What lines in the records below contain the string "before"? Copy every one.
════════════════════
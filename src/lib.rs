//! RISC-V RV32IM disassembler for ELF32 object files.
//!
//! Reads the `.text`, `.symtab` and `.strtab` sections of a little-endian
//! ELF32 image, decodes the code into assembly text with labels for every
//! function symbol and jump target, and lists the symbol table.

pub mod config;
pub mod disasm;
pub mod error;
pub mod formats;
pub mod io;
pub mod logging;
pub mod report;

pub use config::DisasmConfig;
pub use error::{Result, RvDisasmError};
pub use report::{disassemble, Report};
//! Custom error types for the I/O module.

use thiserror::Error;

#[derive(Error, Debug)]
pub enum IoError {
    #[error("File size of {found} bytes exceeds the maximum allowed size of {limit} bytes.")]
    FileTooLarge { limit: u64, found: u64 },

    #[error("An underlying I/O error occurred: {0}")]
    StdIo(#[from] std::io::Error),
}

pub type Result<T> = std::result::Result<T, IoError>;
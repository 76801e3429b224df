//! Binary profile file format.
//!
//! A `.profile` file has this layout:
//!
//! ```text
//! [VPRF: 4 bytes][version: 1 byte][header_len: 4 bytes LE][header JSON][payload]
//! ```
//!
//! - **Magic** (`VPRF`): identifies the file as a vaultpick profile.
//! - **Version**: format version (currently `1`).
//! - **Header length**: little-endian u32 telling us where the header
//!   JSON ends and the encrypted payload begins.
//! - **Header JSON**: serialized `ProfileHeader` (plaintext — it holds
//!   the salt and hint needed *before* unlock).
//! - **Payload**: the item list JSON encrypted with AES-256-GCM
//!   (12-byte nonce prepended). GCM authentication doubles as the
//!   integrity check for the whole payload.

use std::fs;
use std::path::Path;

use base64::engine::general_purpose::STANDARD as BASE64;
use base64::Engine;
use chrono::{DateTime, Utc};
use serde::{Deserialize, Deserializer, Serialize, Serializer};

use crate::errors::{Result, VaultPickError};

// ---------------------------------------------------------------------------
// Constants
// ---------------------------------------------------------------------------

/// Magic bytes at the start of every profile file.
const MAGIC: &[u8; 4] = b"VPRF";

/// Current binary format version.
pub const CURRENT_VERSION: u8 = 1;

/// Fixed-size prefix: 4 (magic) + 1 (version) + 4 (header_len).
const PREFIX_LEN: usize = 9;

// ---------------------------------------------------------------------------
// ProfileHeader
// ---------------------------------------------------------------------------

/// Argon2 parameters stored in the profile header so the exact same
/// KDF settings are used when unlocking.  If missing, defaults are
/// used (m=64MB, t=3, p=4).
#[derive(Debug, Clone, Copy, Serialize, Deserialize)]
pub struct StoredKdfParams {
    pub memory_kib: u32,
    pub iterations: u32,
    pub parallelism: u32,
}

impl Default for StoredKdfParams {
    fn default() -> Self {
        Self {
            memory_kib: 65_536,
            iterations: 3,
            parallelism: 4,
        }
    }
}

/// Plaintext metadata stored at the beginning of a profile file.
#[derive(Debug, Clone, Serialize, Deserialize)]
pub struct ProfileHeader {
    /// Format version.
    pub version: u8,

    /// Profile name (e.g. "default").
    pub name: String,

    /// Passphrase hint shown at the unlock prompt. May be empty.
    #[serde(default)]
    pub password_hint: String,

    /// The salt used for Argon2id key derivation (base64 in JSON).
    #[serde(serialize_with = "base64_encode", deserialize_with = "base64_decode")]
    pub salt: Vec<u8>,

    /// Argon2 params used at profile creation (stored so unlock uses the same).
    #[serde(default, skip_serializing_if = "Option::is_none")]
    pub kdf_params: Option<StoredKdfParams>,

    /// When this profile was first created.
    pub created_at: DateTime<Utc>,
}

// ---------------------------------------------------------------------------
// Public API
// ---------------------------------------------------------------------------

/// Raw data read from a profile file on disk.
pub struct RawProfile {
    pub header: ProfileHeader,
    /// The encrypted payload (nonce || ciphertext), still sealed.
    pub payload: Vec<u8>,
}

/// Read a profile file from disk and split it into header + payload.
///
/// Only the plaintext header is parsed here; decrypting the payload is
/// the caller's job once a passphrase-derived key is available.
pub fn read_profile(path: &Path) -> Result<RawProfile> {
    if !path.exists() {
        return Err(VaultPickError::InvalidPath(path.to_path_buf()));
    }

    let data = fs::read(path)?;

    if data.len() < PREFIX_LEN {
        return Err(VaultPickError::InvalidProfileFormat(
            "file too small to be a valid profile".into(),
        ));
    }

    // --- Parse the fixed-size prefix ---

    if &data[0..4] != MAGIC {
        return Err(VaultPickError::InvalidProfileFormat(
            "missing VPRF magic bytes".into(),
        ));
    }

    let version = data[4];
    if version != CURRENT_VERSION {
        return Err(VaultPickError::InvalidProfileFormat(format!(
            "unsupported version {version}, expected {CURRENT_VERSION}"
        )));
    }

    let header_len_u32 = u32::from_le_bytes(
        data[5..9]
            .try_into()
            .map_err(|_| VaultPickError::InvalidProfileFormat("bad header length".into()))?,
    );
    let header_len = usize::try_from(header_len_u32).map_err(|_| {
        VaultPickError::InvalidProfileFormat(format!(
            "header length {header_len_u32} exceeds platform address space"
        ))
    })?;

    let header_end = PREFIX_LEN + header_len;
    if header_end > data.len() {
        return Err(VaultPickError::InvalidProfileFormat(
            "header length exceeds file size".into(),
        ));
    }

    // --- Split header from payload ---

    let header: ProfileHeader = serde_json::from_slice(&data[PREFIX_LEN..header_end])
        .map_err(|e| VaultPickError::InvalidProfileFormat(format!("header JSON: {e}")))?;

    let payload = data[header_end..].to_vec();

    Ok(RawProfile { header, payload })
}

/// Write a profile file to disk **atomically**.
///
/// 1. Serialize the header to JSON.
/// 2. Write magic + version + header + encrypted payload to a temp
///    file in the same directory.
/// 3. Rename the temp file over the target path.
///
/// The rename ensures readers never see a half-written file.
pub fn write_profile(path: &Path, header: &ProfileHeader, payload: &[u8]) -> Result<()> {
    let header_bytes = serde_json::to_vec(header)
        .map_err(|e| VaultPickError::SerializationError(format!("header: {e}")))?;

    let header_len = u32::try_from(header_bytes.len()).map_err(|_| {
        VaultPickError::SerializationError(format!(
            "header length {} exceeds u32::MAX",
            header_bytes.len()
        ))
    })?;

    let total = PREFIX_LEN + header_bytes.len() + payload.len();
    let mut buf = Vec::with_capacity(total);

    buf.extend_from_slice(MAGIC); // 4 bytes
    buf.push(CURRENT_VERSION); // 1 byte
    buf.extend_from_slice(&header_len.to_le_bytes()); // 4 bytes LE
    buf.extend_from_slice(&header_bytes); // header JSON
    buf.extend_from_slice(payload); // nonce || ciphertext

    // Atomic write: write to a temp file, then rename.
    // The temp file is in the same directory so rename is guaranteed
    // to be atomic on the same filesystem.
    let parent = path.parent().unwrap_or(Path::new("."));
    let tmp_path = parent.join(format!(
        ".{}.tmp",
        path.file_name().unwrap_or_default().to_string_lossy()
    ));

    fs::write(&tmp_path, &buf)?;
    fs::rename(&tmp_path, path)?;

    Ok(())
}

// ---------------------------------------------------------------------------
// Serde helpers: Vec<u8> <-> base64 string
// ---------------------------------------------------------------------------

pub fn base64_encode<S: Serializer>(bytes: &[u8], serializer: S) -> std::result::Result<S::Ok, S::Error> {
    serializer.serialize_str(&BASE64.encode(bytes))
}

pub fn base64_decode<'de, D: Deserializer<'de>>(
    deserializer: D,
) -> std::result::Result<Vec<u8>, D::Error> {
    let s = String::deserialize(deserializer)?;
    BASE64
        .decode(s.as_bytes())
        .map_err(serde::de::Error::custom)
}

#[cfg(test)]
mod tests {
    use super::*;
    use tempfile::TempDir;

    fn header() -> ProfileHeader {
        ProfileHeader {
            version: CURRENT_VERSION,
            name: "default".into(),
            password_hint: "favorite color".into(),
            salt: vec![9u8; 32],
            kdf_params: Some(StoredKdfParams::default()),
            created_at: Utc::now(),
        }
    }

    #[test]
    fn write_then_read_roundtrip() {
        let dir = TempDir::new().unwrap();
        let path = dir.path().join("default.profile");

        write_profile(&path, &header(), b"opaque-payload").unwrap();

        let raw = read_profile(&path).unwrap();
        assert_eq!(raw.header.name, "default");
        assert_eq!(raw.header.password_hint, "favorite color");
        assert_eq!(raw.header.salt, vec![9u8; 32]);
        assert_eq!(raw.payload, b"opaque-payload");
    }

    #[test]
    fn rejects_bad_magic() {
        let dir = TempDir::new().unwrap();
        let path = dir.path().join("bogus.profile");
        fs::write(&path, b"NOPE\x01\x00\x00\x00\x00").unwrap();

        assert!(matches!(
            read_profile(&path),
            Err(VaultPickError::InvalidProfileFormat(_))
        ));
    }

    #[test]
    fn rejects_truncated_file() {
        let dir = TempDir::new().unwrap();
        let path = dir.path().join("short.profile");
        fs::write(&path, b"VP").unwrap();

        assert!(read_profile(&path).is_err());
    }

    #[test]
    fn missing_file_is_invalid_path() {
        assert!(matches!(
            read_profile(Path::new("/no/such/file.profile")),
            Err(VaultPickError::InvalidPath(_))
        ));
    }
}
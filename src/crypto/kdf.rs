//! Passphrase-based key derivation using Argon2id.
//!
//! Argon2id is a memory-hard KDF that protects against brute-force and
//! GPU-based attacks.  The parameters used at profile creation are
//! stored in the profile header so unlock always replays the same
//! settings.

use argon2::{Algorithm, Argon2, Params, Version};
use rand::RngCore;

use crate::errors::{Result, VaultPickError};

/// Length of the salt in bytes (256 bits).
const SALT_LEN: usize = 32;

/// Length of the derived key in bytes (256 bits, for AES-256).
const KEY_LEN: usize = 32;

/// Minimum safe memory cost in KiB (8 MB).
const MIN_MEMORY_KIB: u32 = 8_192;

/// Configurable Argon2id parameters.
///
/// These are persisted verbatim in the profile header so a vault
/// created with custom settings unlocks with the same settings.
#[derive(Debug, Clone, Copy)]
pub struct KdfParams {
    /// Memory cost in KiB (default: 65 536 = 64 MB).
    pub memory_kib: u32,
    /// Number of iterations (default: 3).
    pub iterations: u32,
    /// Parallelism lanes (default: 4).
    pub parallelism: u32,
}

impl Default for KdfParams {
    fn default() -> Self {
        Self {
            memory_kib: 65_536,
            iterations: 3,
            parallelism: 4,
        }
    }
}

/// Derive a 32-byte profile key from a passphrase and salt using Argon2id.
///
/// The same passphrase + salt + params will always produce the same key.
/// Enforces minimum Argon2 parameters to prevent dangerously weak KDF settings.
pub fn derive_profile_key(
    passphrase: &[u8],
    salt: &[u8],
    kdf_params: &KdfParams,
) -> Result<[u8; KEY_LEN]> {
    if kdf_params.memory_kib < MIN_MEMORY_KIB {
        return Err(VaultPickError::KeyDerivationFailed(format!(
            "Argon2 memory_kib must be at least {MIN_MEMORY_KIB} (got {})",
            kdf_params.memory_kib
        )));
    }
    if kdf_params.iterations < 1 {
        return Err(VaultPickError::KeyDerivationFailed(
            "Argon2 iterations must be at least 1".into(),
        ));
    }
    if kdf_params.parallelism < 1 {
        return Err(VaultPickError::KeyDerivationFailed(
            "Argon2 parallelism must be at least 1".into(),
        ));
    }

    let params = Params::new(
        kdf_params.memory_kib,
        kdf_params.iterations,
        kdf_params.parallelism,
        Some(KEY_LEN),
    )
    .map_err(|e| VaultPickError::KeyDerivationFailed(format!("invalid Argon2 params: {e}")))?;

    let argon2 = Argon2::new(Algorithm::Argon2id, Version::V0x13, params);

    let mut key = [0u8; KEY_LEN];
    argon2
        .hash_password_into(passphrase, salt, &mut key)
        .map_err(|e| {
            VaultPickError::KeyDerivationFailed(format!("Argon2id hashing failed: {e}"))
        })?;

    Ok(key)
}

/// Generate a cryptographically random 32-byte salt.
pub fn generate_salt() -> [u8; SALT_LEN] {
    let mut salt = [0u8; SALT_LEN];
    rand::rngs::OsRng.fill_bytes(&mut salt);
    salt
}

#[cfg(test)]
mod tests {
    use super::*;

    /// Cheap params so tests don't burn 64 MB per derivation.
    fn test_params() -> KdfParams {
        KdfParams {
            memory_kib: MIN_MEMORY_KIB,
            iterations: 1,
            parallelism: 1,
        }
    }

    #[test]
    fn same_inputs_same_key() {
        let salt = [7u8; 32];
        let a = derive_profile_key(b"hunter2", &salt, &test_params()).unwrap();
        let b = derive_profile_key(b"hunter2", &salt, &test_params()).unwrap();
        assert_eq!(a, b);
    }

    #[test]
    fn different_passphrase_different_key() {
        let salt = [7u8; 32];
        let a = derive_profile_key(b"hunter2", &salt, &test_params()).unwrap();
        let b = derive_profile_key(b"hunter3", &salt, &test_params()).unwrap();
        assert_ne!(a, b);
    }

    #[test]
    fn rejects_weak_memory() {
        let salt = [7u8; 32];
        let weak = KdfParams {
            memory_kib: 1024,
            iterations: 1,
            parallelism: 1,
        };
        assert!(derive_profile_key(b"pw", &salt, &weak).is_err());
    }
}
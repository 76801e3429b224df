use std::path::PathBuf;
use thiserror::Error;

/// All errors that can occur in vaultpick.
#[derive(Debug, Error)]
pub enum VaultPickError {
    // --- Vault-open errors ---
    #[error("No vault found at {0}")]
    InvalidPath(PathBuf),

    #[error("{0} is not a valid vault — no profiles found")]
    NotAVault(PathBuf),

    #[error("Profile '{0}' not found in this vault")]
    ProfileNotFound(String),

    #[error("Invalid profile format: {0}")]
    InvalidProfileFormat(String),

    #[error("Profile already exists at {0}")]
    ProfileAlreadyExists(PathBuf),

    // --- Unlock errors ---
    #[error("wrong passphrase")]
    WrongPassphrase,

    #[error("Key derivation failed: {0}")]
    KeyDerivationFailed(String),

    #[error("Encryption failed: {0}")]
    EncryptionFailed(String),

    // --- IO errors ---
    #[error("IO error: {0}")]
    Io(#[from] std::io::Error),

    // --- Serialization errors ---
    #[error("Serialization error: {0}")]
    SerializationError(String),

    // --- Interaction errors ---
    #[error("Prompt failed: {0}")]
    PromptFailed(String),

    #[error("Cancelled")]
    Cancelled,

    // --- Clipboard errors ---
    #[error("Clipboard error: {0}")]
    Clipboard(String),
}

/// Convenience type alias for vaultpick results.
pub type Result<T> = std::result::Result<T, VaultPickError>;
//! Session catalog: the ordered, search-ready item list.

use crate::vault::ItemRecord;

/// An item paired with the session's secrets-revealing flag.
///
/// Built once per browsing session by `build_catalog` and immutable
/// afterwards; every row shares the same flag value, so there is no
/// per-row mutable display state.
pub struct DisplayItem {
    pub record: ItemRecord,
    pub show_secrets: bool,
}

/// Order the raw item list and wrap each record for display.
///
/// Ordering (total, stable): non-trashed before trashed, then
/// ascending by category, then ascending by title (byte order).
/// The browse UI never re-sorts after this.
pub fn build_catalog(mut items: Vec<ItemRecord>, show_secrets: bool) -> Vec<DisplayItem> {
    items.sort_by(|a, b| {
        a.trashed
            .cmp(&b.trashed)
            .then(a.category.cmp(&b.category))
            .then_with(|| a.title.cmp(&b.title))
    });

    items
        .into_iter()
        .map(|record| DisplayItem {
            record,
            show_secrets,
        })
        .collect()
}

#[cfg(test)]
mod tests {
    use super::*;
    use crate::vault::Category;

    fn item(title: &str, category: Category, trashed: bool) -> ItemRecord {
        ItemRecord {
            title: title.into(),
            category,
            trashed,
            ..ItemRecord::default()
        }
    }

    #[test]
    fn trashed_items_sort_last() {
        let catalog = build_catalog(
            vec![
                item("a", Category::Login, true),
                item("b", Category::Login, false),
                item("c", Category::Other, false),
            ],
            false,
        );

        let trashed: Vec<bool> = catalog.iter().map(|d| d.record.trashed).collect();
        assert_eq!(trashed, vec![false, false, true]);
    }

    #[test]
    fn sorts_by_category_then_title() {
        let catalog = build_catalog(
            vec![
                item("zulu", Category::Login, false),
                item("alpha", Category::SecureNote, false),
                item("mike", Category::Login, false),
            ],
            false,
        );

        let titles: Vec<&str> = catalog.iter().map(|d| d.record.title.as_str()).collect();
        assert_eq!(titles, vec!["mike", "zulu", "alpha"]);
    }

    #[test]
    fn ordering_is_a_total_order() {
        let catalog = build_catalog(
            vec![
                item("b", Category::Other, true),
                item("a", Category::Login, true),
                item("b", Category::Login, false),
                item("a", Category::Other, false),
                item("a", Category::Login, false),
            ],
            false,
        );

        for pair in catalog.windows(2) {
            let (l, r) = (&pair[0].record, &pair[1].record);
            let left_key = (l.trashed, l.category, l.title.as_str());
            let right_key = (r.trashed, r.category, r.title.as_str());
            assert!(left_key <= right_key, "{left_key:?} > {right_key:?}");
        }
    }

    #[test]
    fn show_secrets_flag_propagates_to_every_row() {
        let catalog = build_catalog(vec![item("a", Category::Login, false)], true);
        assert!(catalog[0].show_secrets);
    }
}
════════════════════
# Exercise solution
//!   the salt and hint needed *before* unlock).
/// Ordering (total, stable): non-trashed before trashed, then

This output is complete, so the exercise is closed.